▶ [WHAT IS EXPECTED]:
Among the lines below, tally those that contain "last" and respond with the total only.

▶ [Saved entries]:
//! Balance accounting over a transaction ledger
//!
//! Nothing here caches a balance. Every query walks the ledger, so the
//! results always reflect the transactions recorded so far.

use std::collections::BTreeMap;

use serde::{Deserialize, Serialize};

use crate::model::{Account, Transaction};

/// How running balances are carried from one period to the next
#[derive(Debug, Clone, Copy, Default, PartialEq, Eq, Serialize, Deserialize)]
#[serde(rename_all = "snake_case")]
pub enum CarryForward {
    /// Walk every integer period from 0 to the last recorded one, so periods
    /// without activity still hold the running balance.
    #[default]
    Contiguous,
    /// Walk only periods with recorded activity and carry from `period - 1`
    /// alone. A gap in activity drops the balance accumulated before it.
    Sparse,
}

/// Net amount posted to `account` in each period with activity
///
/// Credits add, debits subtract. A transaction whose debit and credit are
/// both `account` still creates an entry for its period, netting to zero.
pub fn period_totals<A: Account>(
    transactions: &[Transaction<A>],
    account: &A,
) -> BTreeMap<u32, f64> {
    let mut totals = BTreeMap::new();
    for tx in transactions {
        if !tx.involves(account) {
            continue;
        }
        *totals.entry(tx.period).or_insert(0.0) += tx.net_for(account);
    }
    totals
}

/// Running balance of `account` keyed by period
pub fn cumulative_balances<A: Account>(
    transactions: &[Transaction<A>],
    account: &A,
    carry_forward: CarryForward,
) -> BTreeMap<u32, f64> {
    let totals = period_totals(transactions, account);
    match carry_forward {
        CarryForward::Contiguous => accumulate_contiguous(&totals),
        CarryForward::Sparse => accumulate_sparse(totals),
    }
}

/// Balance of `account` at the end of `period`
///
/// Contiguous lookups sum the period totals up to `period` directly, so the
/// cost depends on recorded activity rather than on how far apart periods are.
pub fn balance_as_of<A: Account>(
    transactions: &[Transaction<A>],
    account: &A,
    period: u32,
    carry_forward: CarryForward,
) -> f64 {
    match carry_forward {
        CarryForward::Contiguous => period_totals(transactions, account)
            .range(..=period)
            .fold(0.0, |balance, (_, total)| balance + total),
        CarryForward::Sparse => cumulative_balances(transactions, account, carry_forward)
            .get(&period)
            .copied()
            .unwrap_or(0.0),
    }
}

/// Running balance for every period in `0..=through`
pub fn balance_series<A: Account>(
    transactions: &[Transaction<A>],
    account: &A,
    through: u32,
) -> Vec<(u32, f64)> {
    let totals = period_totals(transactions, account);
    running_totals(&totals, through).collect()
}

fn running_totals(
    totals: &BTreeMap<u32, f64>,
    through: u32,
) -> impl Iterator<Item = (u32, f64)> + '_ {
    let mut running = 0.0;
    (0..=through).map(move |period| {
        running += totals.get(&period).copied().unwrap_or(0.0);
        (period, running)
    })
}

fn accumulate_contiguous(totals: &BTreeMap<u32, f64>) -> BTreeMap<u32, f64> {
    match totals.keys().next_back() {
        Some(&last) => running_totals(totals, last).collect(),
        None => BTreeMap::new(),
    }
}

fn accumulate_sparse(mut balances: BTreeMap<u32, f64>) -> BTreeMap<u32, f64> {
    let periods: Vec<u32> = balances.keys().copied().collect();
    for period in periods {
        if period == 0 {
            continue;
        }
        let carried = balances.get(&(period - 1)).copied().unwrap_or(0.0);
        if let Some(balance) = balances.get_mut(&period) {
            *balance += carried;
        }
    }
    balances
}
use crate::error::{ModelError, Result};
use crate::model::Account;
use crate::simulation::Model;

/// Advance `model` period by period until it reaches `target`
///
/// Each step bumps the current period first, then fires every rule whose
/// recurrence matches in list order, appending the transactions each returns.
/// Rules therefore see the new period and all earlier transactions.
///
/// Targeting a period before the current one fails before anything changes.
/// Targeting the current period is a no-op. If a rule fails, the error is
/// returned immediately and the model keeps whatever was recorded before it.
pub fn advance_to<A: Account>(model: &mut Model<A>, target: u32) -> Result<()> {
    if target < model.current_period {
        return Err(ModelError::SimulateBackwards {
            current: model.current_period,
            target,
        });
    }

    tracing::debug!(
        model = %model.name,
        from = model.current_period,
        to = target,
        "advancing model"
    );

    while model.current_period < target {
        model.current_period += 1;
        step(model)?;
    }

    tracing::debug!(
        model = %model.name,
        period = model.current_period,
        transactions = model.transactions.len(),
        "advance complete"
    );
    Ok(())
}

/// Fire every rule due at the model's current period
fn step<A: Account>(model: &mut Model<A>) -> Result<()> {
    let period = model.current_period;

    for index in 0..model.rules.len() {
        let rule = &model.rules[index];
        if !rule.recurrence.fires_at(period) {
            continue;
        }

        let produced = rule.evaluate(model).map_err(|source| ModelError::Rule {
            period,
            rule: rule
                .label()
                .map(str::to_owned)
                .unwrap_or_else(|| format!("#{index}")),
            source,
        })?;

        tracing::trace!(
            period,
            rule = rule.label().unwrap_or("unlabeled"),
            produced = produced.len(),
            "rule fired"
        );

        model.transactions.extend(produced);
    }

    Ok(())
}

▶ [REPLY TO THE TASK]:
2